_Required action_:
Retype the material exactly, ending with the line containing "a fresh mock".

_Record set_:
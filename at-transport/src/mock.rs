//! Scripted in-memory transport
//!
//! `MockTransport` plays back a scripted reply for every command written to
//! it, which makes transactions fully deterministic in tests. Between
//! scripted steps and after the script runs dry it behaves like an idle
//! serial line: each read waits for the per-read timeout and then fails with
//! a timeout-class error.
//!
//! ```rust,no_run
//! use at_transport::mock::{MockTransport, ReadStep};
//!
//! let transport = MockTransport::new()
//!     .reply("AT+NAME?\r\n", [ReadStep::data("+NAME:FOO\r\n")])
//!     .reply("AT+RST\r\n", [ReadStep::data("OK\r\n")]);
//! ```

use crate::error::{AtError, AtResult};
use crate::stream::{StreamAccessor, TransportLayer};
use async_trait::async_trait;
use bytes::{Buf, Bytes, BytesMut};
use std::collections::{HashMap, VecDeque};
use std::io;
use std::time::Duration;

/// Per-read timeout of a fresh mock
pub const DEFAULT_MOCK_READ_TIMEOUT: Duration = Duration::from_millis(5);

/// One scripted outcome of a `read` call
#[derive(Debug, Clone)]
pub enum ReadStep {
    /// Deliver bytes. A chunk larger than the caller's buffer is split
    /// across consecutive reads.
    Data(Bytes),
    /// Deliver bytes, then report a timeout-class error for the same call
    TimeoutWith(Bytes),
    /// Wait, then report a timeout-class error with nothing delivered
    Stall(Duration),
    /// Fail with a non-recoverable I/O error
    Fail(io::ErrorKind),
    /// Report end of stream: return 0 and mark the transport closed
    Eof,
}

impl ReadStep {
    pub fn data(bytes: impl AsRef<[u8]>) -> Self {
        ReadStep::Data(Bytes::copy_from_slice(bytes.as_ref()))
    }

    pub fn timeout_with(bytes: impl AsRef<[u8]>) -> Self {
        ReadStep::TimeoutWith(Bytes::copy_from_slice(bytes.as_ref()))
    }
}

/// Deterministic scripted transport
#[derive(Debug)]
pub struct MockTransport {
    replies: HashMap<Vec<u8>, Vec<ReadStep>>,
    pending: VecDeque<ReadStep>,
    written: BytesMut,
    write_error: Option<io::ErrorKind>,
    timeout: Option<Duration>,
    reads: usize,
    closed: bool,
}

impl MockTransport {
    /// Create an open mock with no scripted replies
    pub fn new() -> Self {
        Self {
            replies: HashMap::new(),
            pending: VecDeque::new(),
            written: BytesMut::new(),
            write_error: None,
            timeout: Some(DEFAULT_MOCK_READ_TIMEOUT),
            reads: 0,
            closed: false,
        }
    }

    /// Script the reply played back every time `command` is written
    ///
    /// Writing a command replaces whatever reply steps were still pending.
    pub fn reply<I>(mut self, command: impl AsRef<[u8]>, steps: I) -> Self
    where
        I: IntoIterator<Item = ReadStep>,
    {
        self.replies
            .insert(command.as_ref().to_vec(), steps.into_iter().collect());
        self
    }

    /// Queue steps that are not a reply to anything, e.g. unsolicited
    /// result codes sitting on the line
    pub fn push_read(&mut self, step: ReadStep) {
        self.pending.push_back(step);
    }

    /// Make every subsequent write fail with `kind`
    pub fn fail_writes(mut self, kind: io::ErrorKind) -> Self {
        self.write_error = Some(kind);
        self
    }

    /// All bytes written so far
    pub fn written(&self) -> &[u8] {
        &self.written
    }

    /// Number of `read` calls made so far
    pub fn read_count(&self) -> usize {
        self.reads
    }

    /// Number of scripted steps not consumed yet
    pub fn pending_steps(&self) -> usize {
        self.pending.len()
    }

    async fn idle(&self) -> AtResult<usize> {
        match self.timeout {
            Some(timeout) => {
                tokio::time::sleep(timeout).await;
                Err(AtError::timeout())
            }
            None => std::future::pending().await,
        }
    }
}

impl Default for MockTransport {
    fn default() -> Self {
        Self::new()
    }
}

#[async_trait]
impl TransportLayer for MockTransport {
    async fn open(&mut self) -> AtResult<()> {
        if !self.closed {
            return Err(AtError::Connection(io::Error::new(
                io::ErrorKind::InvalidInput,
                "Connection has already been opened",
            )));
        }
        self.closed = false;
        Ok(())
    }
}

#[async_trait]
impl StreamAccessor for MockTransport {
    async fn set_timeout(&mut self, timeout: Option<Duration>) -> AtResult<()> {
        self.timeout = timeout;
        Ok(())
    }

    async fn read(&mut self, buf: &mut [u8]) -> AtResult<usize> {
        if self.closed {
            return Err(AtError::NotConnected);
        }
        self.reads += 1;

        let Some(step) = self.pending.pop_front() else {
            return self.idle().await;
        };

        match step {
            ReadStep::Data(mut bytes) => {
                let n = bytes.len().min(buf.len());
                buf[..n].copy_from_slice(&bytes[..n]);
                bytes.advance(n);
                if !bytes.is_empty() {
                    self.pending.push_front(ReadStep::Data(bytes));
                }
                Ok(n)
            }
            ReadStep::TimeoutWith(mut bytes) => {
                let n = bytes.len().min(buf.len());
                buf[..n].copy_from_slice(&bytes[..n]);
                bytes.advance(n);
                if !bytes.is_empty() {
                    self.pending.push_front(ReadStep::Data(bytes));
                }
                Err(AtError::Timeout { transferred: n })
            }
            ReadStep::Stall(delay) => {
                tokio::time::sleep(delay).await;
                Err(AtError::timeout())
            }
            ReadStep::Fail(kind) => {
                self.closed = true;
                Err(AtError::Connection(io::Error::new(kind, "scripted read failure")))
            }
            ReadStep::Eof => {
                self.closed = true;
                Ok(0)
            }
        }
    }

    async fn write(&mut self, buf: &[u8]) -> AtResult<usize> {
        if self.closed {
            return Err(AtError::NotConnected);
        }
        if let Some(kind) = self.write_error {
            return Err(AtError::Connection(io::Error::new(kind, "scripted write failure")));
        }

        self.written.extend_from_slice(buf);
        if let Some(steps) = self.replies.get(buf) {
            self.pending = steps.iter().cloned().collect();
        }
        Ok(buf.len())
    }

    async fn flush(&mut self) -> AtResult<()> {
        Ok(())
    }

    fn is_closed(&self) -> bool {
        self.closed
    }

    async fn close(&mut self) -> AtResult<()> {
        self.closed = true;
        Ok(())
    }
}

#[cfg(test)]
mod tests {
    use super::*;

    #[tokio::test]
    async fn test_reply_played_after_write() {
        let mut transport =
            MockTransport::new().reply("AT+RST\r\n", [ReadStep::data("OK\r\n")]);
        let mut buf = [0u8; 16];

        assert!(transport.read(&mut buf).await.unwrap_err().is_timeout());

        transport.write_all(b"AT+RST\r\n").await.unwrap();
        let n = transport.read(&mut buf).await.unwrap();
        assert_eq!(&buf[..n], b"OK\r\n");
        assert_eq!(transport.written(), b"AT+RST\r\n");
    }

    #[tokio::test]
    async fn test_data_split_across_small_buffers() {
        let mut transport = MockTransport::new();
        transport.push_read(ReadStep::data("+NAME:FOO"));

        let mut buf = [0u8; 4];
        assert_eq!(transport.read(&mut buf).await.unwrap(), 4);
        assert_eq!(&buf, b"+NAM");
        assert_eq!(transport.read(&mut buf).await.unwrap(), 4);
        assert_eq!(&buf, b"E:FO");
        assert_eq!(transport.read(&mut buf).await.unwrap(), 1);
        assert_eq!(buf[0], b'O');
        assert_eq!(transport.pending_steps(), 0);
    }

    #[tokio::test]
    async fn test_timeout_with_partial_bytes() {
        let mut transport = MockTransport::new();
        transport.push_read(ReadStep::timeout_with("OK"));

        let mut buf = [0u8; 8];
        let err = transport.read(&mut buf).await.unwrap_err();
        assert!(err.is_timeout());
        assert_eq!(err.transferred(), 2);
        assert_eq!(&buf[..2], b"OK");
    }

    #[tokio::test]
    async fn test_fail_closes() {
        let mut transport = MockTransport::new();
        transport.push_read(ReadStep::Fail(io::ErrorKind::BrokenPipe));

        let mut buf = [0u8; 8];
        let err = transport.read(&mut buf).await.unwrap_err();
        assert!(!err.is_timeout());
        assert!(transport.is_closed());
        assert!(matches!(
            transport.read(&mut buf).await,
            Err(AtError::NotConnected)
        ));
    }

    #[tokio::test]
    async fn test_eof_closes() {
        let mut transport = MockTransport::new();
        transport.push_read(ReadStep::Eof);

        let mut buf = [0u8; 8];
        assert_eq!(transport.read(&mut buf).await.unwrap(), 0);
        assert!(transport.is_closed());
    }

    #[tokio::test]
    async fn test_write_failure() {
        let mut transport = MockTransport::new().fail_writes(io::ErrorKind::PermissionDenied);
        assert!(transport.write_all(b"AT\r\n").await.is_err());
        assert!(transport.written().is_empty());
    }

    #[tokio::test]
    async fn test_boxed_dyn_transport() {
        let mut transport: Box<dyn StreamAccessor> =
            Box::new(MockTransport::new().reply("ATI\r\n", [ReadStep::data("MX01\r\n")]));
        transport.write_all(b"ATI\r\n").await.unwrap();

        let mut buf = [0u8; 16];
        let n = transport.read(&mut buf).await.unwrap();
        assert_eq!(&buf[..n], b"MX01\r\n");
    }
}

_Task output_:
filename at-transport/src/mock.rs
//! Scripted in-memory transport
//!
//! `MockTransport` plays back a scripted reply for every command written to
//! it, which makes transactions fully deterministic in tests. Between
//! scripted steps and after the script runs dry it behaves like an idle
//! serial line: each read waits for the per-read timeout and then fails with
//! a timeout-class error.
//!
//! ```rust,no_run
//! use at_transport::mock::{MockTransport, ReadStep};
//!
//! let transport = MockTransport::new()
//!     .reply("AT+NAME?\r\n", [ReadStep::data("+NAME:FOO\r\n")])
//!     .reply("AT+RST\r\n", [ReadStep::data("OK\r\n")]);
//! ```

use crate::error::{AtError, AtResult};
use crate::stream::{StreamAccessor, TransportLayer};
use async_trait::async_trait;
use bytes::{Buf, Bytes, BytesMut};
use std::collections::{HashMap, VecDeque};
use std::io;
use std::time::Duration;

/// Per-read timeout of a fresh mock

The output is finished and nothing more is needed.